I stopped apologizing

Years ago I decided to stop apoloizing… for the condition of my house, that is.

I was a young Mom at the time & went to the home of a friend who had a

gorgeous house that was “magazine” perfect. But throughout out time together

she continually interjected apologies for this and “sorry about that” and fusssed

around putting “junk” away.

Hmm, not only was her house nicer than most people I knew, but her “junk”

would’ve put most of my nicer things to shame.   And if she thought her

beautiful home was “a mess” then she better not EVER come to my house.

sigh

That was it. I decided on that day that I would NOT do this to anyone else.

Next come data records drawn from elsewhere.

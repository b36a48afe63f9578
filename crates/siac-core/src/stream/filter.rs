// ── Filter predicates for entity snapshots ──
//
// Used by the CLI to narrow listings without re-querying the backend.

use crate::model::{Alert, AlertSeverity, Device, DeviceStatus};

/// Filter predicate for device collections.
pub enum DeviceFilter {
    All,
    ByStatus(DeviceStatus),
    ByLocation(String),
    Tagged(String),
    Online,
    Custom(Box<dyn Fn(&Device) -> bool + Send + Sync>),
}

impl DeviceFilter {
    pub fn matches(&self, device: &Device) -> bool {
        match self {
            Self::All => true,
            Self::ByStatus(status) => device.status == *status,
            Self::ByLocation(location) => device
                .location
                .as_deref()
                .is_some_and(|l| l.eq_ignore_ascii_case(location)),
            Self::Tagged(tag) => device.tags.iter().any(|t| t == tag),
            Self::Online => device.status.is_online(),
            Self::Custom(f) => f(device),
        }
    }
}

/// Filter predicate for alert collections.
pub enum AlertFilter {
    All,
    Active,
    Unacknowledged,
    /// At or above the given severity.
    MinSeverity(AlertSeverity),
    ByDevice(String),
    Custom(Box<dyn Fn(&Alert) -> bool + Send + Sync>),
}

impl AlertFilter {
    pub fn matches(&self, alert: &Alert) -> bool {
        match self {
            Self::All => true,
            Self::Active => alert.is_active(),
            Self::Unacknowledged => alert.is_active() && !alert.acknowledged,
            Self::MinSeverity(min) => alert.severity >= *min,
            Self::ByDevice(id) => alert.device_id == *id,
            Self::Custom(f) => f(alert),
        }
    }
}

#[cfg(test)]
mod tests {
    use std::collections::HashMap;

    use chrono::Utc;

    use super::*;

    fn alert(severity: AlertSeverity, acknowledged: bool, resolved: bool) -> Alert {
        Alert {
            id: "a-1".into(),
            device_id: "esp32-01".into(),
            timestamp: Utc::now(),
            severity,
            score: 0.5,
            reason: None,
            acknowledged,
            resolved,
            metadata: HashMap::new(),
        }
    }

    #[test]
    fn alert_filters() {
        let open = alert(AlertSeverity::High, false, false);
        let acked = alert(AlertSeverity::Low, true, false);
        let closed = alert(AlertSeverity::Critical, true, true);

        assert!(AlertFilter::Unacknowledged.matches(&open));
        assert!(!AlertFilter::Unacknowledged.matches(&acked));
        assert!(!AlertFilter::Active.matches(&closed));
        assert!(AlertFilter::MinSeverity(AlertSeverity::High).matches(&closed));
        assert!(!AlertFilter::MinSeverity(AlertSeverity::Medium).matches(&acked));
        assert!(AlertFilter::ByDevice("esp32-01".into()).matches(&open));
    }

    #[test]
    fn device_filters() {
        let mut device = Device::bare("esp32-01");
        device.location = Some("Lab A".into());
        device.tags = vec!["greenhouse".into()];
        device.status = DeviceStatus::Online;

        assert!(DeviceFilter::Online.matches(&device));
        assert!(DeviceFilter::ByLocation("lab a".into()).matches(&device));
        assert!(DeviceFilter::Tagged("greenhouse".into()).matches(&device));
        assert!(!DeviceFilter::ByStatus(DeviceStatus::Offline).matches(&device));
        assert!(DeviceFilter::Custom(Box::new(|d| d.id.starts_with("esp32"))).matches(&device));
    }
}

My house is the best I can do with the time & resources God’s given us.

People will always be MORE important than “stuff”  and my house serves

our needs… we don’t serve it.

So, when I’m tempted to relapse and start apologizing I remind myself that:

1. My house is a gift (& I totally LOVE it, by the way)

2. It serves me, not vise versa

3. People are my priority

4. Vain “apologies” are really selfish complaints

5.  I don’t ever want to make someone feel uncomfortable

6. A gracious hostess is far more noticeable than a few dusty corners

Right?

 

16 thoughts on “I stopped apologizing

  1. This is awesome. I think I’m going to print this and put it on my fridge. I am extremely guilty of apologizing for my house! Thanks for speaking to my heart…again. 😉

    I love you for that!!! I need to make a list of all the ways you’ve spoken to me over the past couple of years (that you probably don’t even realize) and send it to you.

    You are a blessing.

    Love you!
    -J

  2. YES! Love this post. I alway get so worked up about the state of my house, but I’ve been trying to not be so concerned before people come over. I’ will definitely stop apalogizing.

  3. I had a friend once thank me for welcoming her into my messy house cause her house was always messy and she thought as a result that she couldn’t have people over. But after coming into my house, she reliezed that she could have people into her house too.

  4. You’re house is SO cute! Well, the parts I saw of it!! so I am very sure that the rest was too!

    Great post!

    If you invite people you love into your home and that love you, there is no need for an apology!

  5. I LOVE this! YES! I feel very uncomfortable when people apologize about their homes. It makes me feel like they would have prferred if I hadn’t come.

    I try to act like I don’t mind or notice at ALL having a missing drawer in the kitchen or a big red kool aid stain on the carpet, even though I am constantly wondering what people are thinking about it.

  6. Wow – so convicting for me! I am a bit OCD when it comes to my house – more because it’s therapeutic for me to clean when I’m stressed than anything… But I never thought about how my perfectionism might make someone else feel when they come in. 🙁 We love to have guests over and want our home to always be welcoming! Guess this is something I really need to work on!!

  7. I love this. I decided a few years ago, as I grew into mothering a whole clan of children, that I wouldn’t obsess about the way my house looks. I want it to be clean, but if it is always organized, my priorities are out of order. I resented my mom for years, because the only time we spent with her was cleaning (or being told to clean, or getting fussed at for not having things clean). She was unable to let us do things like paint, or play with play-do, or get dirty outside. I know that I may have to sacrifice the magazine perfect home, but I gain fun memories with my children. I am totally okay with that trade-off.

  8. Wow…soooo true! As a young mother, that’s something I need to learn — it’s more important that I spent time with my little girl and build a strong relationship with her than to have a spotless house!

  9. I tend to apologize when anyone comes, because with 6 kids (5 have special needs) our house is always a disaster. Your post reminds me that I should focus on being thankful for the people I love and not worry about the cleaning I don’t have time for. Thank you.

  10. This is great. I’m working on doing the same. More often I make statements now. The house is a mess. We are busy. But I also believe that people didn’t come to see my house; they came to see us. And if they didn’t, they probably won’t return. 🙂

  11. Thanks for this, I too have felt uncomfortable when someone with an immaculate house complains about their mess, because my house is always a bit messy, not horribly dirty but messy and cluttered, I am working on improving my house so I am not embarrassed to welcome people in my house but maybe I should not worry about it as much as I thought! Thanks again!